No, keep the definition of equivalence. Equivalence is not used for
evaluating AVAs and so on, but to ensure that no values of an
attribute are equivalent, and that values equivalent to the stored
value is returned:
- last sentence of the paragraph above your suggested change:
No two values of an attribute may be equivalent.
- last sentence of section 2.3:
A 'givenName' attribute cannot hold both "John" and "JOHN" as these
are equivalent values (...)
- last sentence of 6.1 (Preservation of User Information):
And where a server is unable (or unwilling) to
preserve the value of user information, the server SHALL ensure that
an equivalent value (per Section 2.3) is returned.

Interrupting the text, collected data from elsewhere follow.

//! Size bucketing.
//!
//! Requests are rounded up to the next rung of a ladder of admissible block
//! sizes so that freed blocks match later requests more often. The ladder
//! comes from a [`LadderProvider`]; by default it is every non-zero size the
//! graph asks for.

use tracing::{debug, warn};

use crate::error::{PlanError, PlanResult};
use crate::graph::Graph;

/// Ascending, duplicate-free list of admissible block sizes.
#[derive(Debug, Clone, Default, PartialEq, Eq)]
pub struct SizeLadder {
    sizes: Vec<u64>,
}

impl SizeLadder {
    /// Build from a list that must already be strictly ascending and free of
    /// zeros.
    pub fn new(sizes: Vec<u64>) -> PlanResult<Self> {
        if sizes.first() == Some(&0) {
            return Err(PlanError::InvalidLadder("ladder contains a zero size".to_string()));
        }
        if let Some(pair) = sizes.windows(2).find(|w| w[0] >= w[1]) {
            return Err(PlanError::InvalidLadder(format!(
                "ladder is not strictly ascending at {} -> {}",
                pair[0], pair[1]
            )));
        }
        Ok(Self { sizes })
    }

    /// Sort, dedup and drop zeros.
    pub fn from_unsorted(mut sizes: Vec<u64>) -> Self {
        sizes.retain(|s| *s != 0);
        sizes.sort_unstable();
        sizes.dedup();
        Self { sizes }
    }

    pub fn sizes(&self) -> &[u64] {
        &self.sizes
    }

    pub fn len(&self) -> usize {
        self.sizes.len()
    }

    pub fn is_empty(&self) -> bool {
        self.sizes.is_empty()
    }

    pub fn largest(&self) -> Option<u64> {
        self.sizes.last().copied()
    }

    /// Smallest rung that holds `size`, or `None` if it is beyond the top.
    pub fn bucket_for(&self, size: u64) -> Option<u64> {
        let pos = self.sizes.partition_point(|rung| *rung < size);
        let bucket = self.sizes.get(pos).copied();
        if bucket.is_none() {
            warn!(
                "Memory needed size {} is beyond the biggest block in memory ranges ({:?})",
                size,
                self.largest()
            );
        }
        bucket
    }

    /// [`Self::bucket_for`], falling back to the unbucketed size.
    pub fn bucket_or_exact(&self, size: u64) -> u64 {
        self.bucket_for(size).unwrap_or(size)
    }
}

/// Source of the size ladder for one planning pass.
///
/// Failing here is the only fatal outcome of a pass.
pub trait LadderProvider {
    fn ladder(&self, graph: &Graph) -> PlanResult<SizeLadder>;
}

/// Every non-zero output and workspace size of the graph. Outputs that reuse
/// an input never allocate and are not counted.
#[derive(Debug, Clone, Copy, Default)]
pub struct GraphLadder;

impl LadderProvider for GraphLadder {
    fn ladder(&self, graph: &Graph) -> PlanResult<SizeLadder> {
        let ladder = SizeLadder::from_unsorted(allocatable_sizes(graph)?);
        debug!("All memory size: {:?}", ladder.sizes());
        Ok(ladder)
    }
}

/// Sizes of every slot that may get a block, in node order.
///
/// Fails with [`PlanError::SizeOverflow`] on a size no arena offset can
/// address.
pub fn allocatable_sizes(graph: &Graph) -> PlanResult<Vec<u64>> {
    let mut sizes = Vec::new();
    for node in &graph.nodes {
        let outputs = node
            .outputs
            .iter()
            .filter(|o| o.reuse_input.is_none())
            .map(|o| o.size);
        for size in outputs.chain(node.workspace_bytes.iter().copied()) {
            if size > i64::MAX as u64 {
                return Err(PlanError::SizeOverflow {
                    node: node.name.clone(),
                    size,
                });
            }
            sizes.push(size);
        }
    }
    Ok(sizes)
}

/// A caller-supplied ladder, validated on use.
#[derive(Debug, Clone, Default)]
pub struct FixedLadder {
    sizes: Vec<u64>,
}

impl FixedLadder {
    pub fn new(sizes: Vec<u64>) -> Self {
        Self { sizes }
    }
}

impl LadderProvider for FixedLadder {
    fn ladder(&self, _graph: &Graph) -> PlanResult<SizeLadder> {
        SizeLadder::new(self.sizes.clone())
            .map_err(|e| PlanError::LadderDerivationFailed(e.to_string()))
    }
}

- last paragraph of [Protocol] 4.1.7 (Attribute and PartialAttribute):
No two attribute values are equivalent as described by Section 2.3 of
[Models]. (...)
- [Protocol] 4.10 (Compare Operation):
This is the only one I can find which must be fixed, I suggest
s/is equivalent to/matches/, s/non-equivalent/FALSE/:
The resultCode field is set to compareTrue, compareFalse, or an
appropriate error. compareTrue indicates that the assertion value in
the ava field is equivalent to a value of the attribute or subtype
(according to the attribute's EQUALITY matching rule). compareFalse
indicates that the comparison of the assertion value in the ava field
and the values of the attribute or subtype resulted in an Undefined
(Section 4.5.1) or non-equivalent match.
> Add after first paragraph of section 2.5.1:
> (...)
Looks good, except I suggest:
> - attribute value assertions
..."(such as matching in filters and Compare operations)"
> using values of such a type
> cannot be performed.
...because at that point, [Models] hasn't said what AVAs actually do.
> I note that I didn't say anything about syntax checking of
> values as this is already covered in section 2.5.4.
Not sure what you mean here, but it should probably be mentioned
somewhere that LDAP differs from X.501(1993) section 12.4.5a in that it
can perform syntax checking for attributes without EQUALITY matching
rules.
Also, you might update this statement in 2.5.4 (Attribute Values)
to mention that the name attributes also need EQUALITY rules:
Only attributes whose descriptions have no options can be used for
naming.
Finally, this might be copied to [Protocol] 4.6 (Modify Operation):
> - individual values of a multi-valued attribute cannot be
> added or deleted;
(...if the attribute has no EQUALITY matching rule.)
BTW, that is actually stricter than rfc2251, which only forbids
_deletion_ of individual values, not addition.